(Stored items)
//! HTTP error mapping.
//!
//! Every failure leaves the server as `{"message": ...}` with a fixed text.
//! Backend details are logged, never returned to the client.

use axum::{
    http::StatusCode,
    response::{IntoResponse, Response},
    Json,
};
use serde_json::json;
use thiserror::Error;
use todo_core::StoreError;

pub const VALIDATION_MESSAGE: &str = "Please provide description, and isComplete fields";
pub const NOT_FOUND_MESSAGE: &str = "Todo not found";
pub const INTERNAL_MESSAGE: &str = "Internal server error";

#[derive(Debug, Error)]
pub enum ApiError {
    /// The create request body is missing a field or has the wrong type.
    #[error("invalid create request")]
    Validation,

    #[error("todo not found")]
    NotFound,

    #[error(transparent)]
    Store(#[from] StoreError),
}

impl ApiError {
    pub fn status(&self) -> StatusCode {
        match self {
            ApiError::Validation => StatusCode::BAD_REQUEST,
            ApiError::NotFound => StatusCode::NOT_FOUND,
            ApiError::Store(_) => StatusCode::INTERNAL_SERVER_ERROR,
        }
    }

    fn message(&self) -> &'static str {
        match self {
            ApiError::Validation => VALIDATION_MESSAGE,
            ApiError::NotFound => NOT_FOUND_MESSAGE,
            ApiError::Store(_) => INTERNAL_MESSAGE,
        }
    }
}

impl IntoResponse for ApiError {
    fn into_response(self) -> Response {
        if let ApiError::Store(err) = &self {
            tracing::error!("store operation failed: {err}");
        }
        let body = Json(json!({ "message": self.message() }));
        (self.status(), body).into_response()
    }
}
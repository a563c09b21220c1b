//! Create-request validation.
//!
//! The body is read as raw bytes so that every malformed request, including
//! non-JSON bodies, a missing content type and a body over axum's default
//! 2 MB limit, gets the same 400 response.

use serde_json::Value;
use todo_core::NewTodo;

use crate::error::ApiError;

/// Accepts `{"description": <non-empty string>, "isComplete": <bool>}`.
/// Extra fields are ignored.
pub fn parse_create_todo(body: &[u8]) -> Result<NewTodo, ApiError> {
    let value: Value = serde_json::from_slice(body).map_err(|_| ApiError::Validation)?;

    let description = value
        .get("description")
        .and_then(Value::as_str)
        .filter(|description| !description.is_empty())
        .ok_or(ApiError::Validation)?;
    let is_complete = value
        .get("isComplete")
        .and_then(Value::as_bool)
        .ok_or(ApiError::Validation)?;

    Ok(NewTodo::new(description, is_complete))
}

- **Directions**
Output all the lines above. Keep each one exact.

- **Answer below**
//! HTTP error mapping.
//!
//! Every failure leaves the server as `{"message": ...}` with a fixed text.
//! Backend details are logged, never returned to the client.

use axum::{
    http::StatusCode,
    response::{IntoResponse, Response},
    Json,
};
use serde_json::json;
use thiserror::Error;
use todo_core::StoreError;

pub const VALIDATION_MESSAGE: &str = "Please provide description, and isComplete fields";
pub const NOT_FOUND_MESSAGE: &str = "Todo not found";
pub const INTERNAL_MESSAGE: &str = "Internal server error";

#[derive(Debug, Error)]
pub enum ApiError {
    /// The create request body is missing a field or has the wrong type.
    #[error("invalid create request")]
    Validation,

    #[error("todo not found")]
    NotFound,

    #[error(transparent)]
    Store(#[from] StoreError),
}

impl ApiError {
    pub fn status(&self) -> StatusCode {
        match self {
            ApiError::Validation => StatusCode::BAD_REQUEST,
            ApiError::NotFound => StatusCode::NOT_FOUND,
            ApiError::Store(_) => StatusCode::INTERNAL_SERVER_ERROR,
        }
    }

    fn message(&self) -> &'static str {
        match self {
            ApiError::Validation => VALIDATION_MESSAGE,
            ApiError::NotFound => NOT_FOUND_MESSAGE,
            ApiError::Store(_) => INTERNAL_MESSAGE,
        }
    }
}

impl IntoResponse for ApiError {
    fn into_response(self) -> Response {
        if let ApiError::Store(err) = &self {
            tracing::error!("store operation failed: {err}");
        }
        let body = Json(json!({ "message": self.message() }));
        (self.status(), body).into_response()
    }
}
repository a563c09b21220c1b
//! Create-request validation.
//!
//! The body is read as raw bytes so that every malformed request, including
//! non-JSON bodies, a missing content type and a body over axum's default
//! 2 MB limit, gets the same 400 response.

use serde_json::Value;
use todo_core::NewTodo;

use crate::error::ApiError;

/// Accepts `{"description": <non-empty string>, "isComplete": <bool>}`.
/// Extra fields are ignored.
pub fn parse_create_todo(body: &[u8]) -> Result<NewTodo, ApiError> {
    let value: Value = serde_json::from_slice(body).map_err(|_| ApiError::Validation)?;

    let description = value
        .get("description")
        .and_then(Value::as_str)
        .filter(|description| !description.is_empty())
        .ok_or(ApiError::Validation)?;
    let is_complete = value
        .get("isComplete")
        .and_then(Value::as_bool)
        .ok_or(ApiError::Validation)?;

    Ok(NewTodo::new(description, is_complete))
}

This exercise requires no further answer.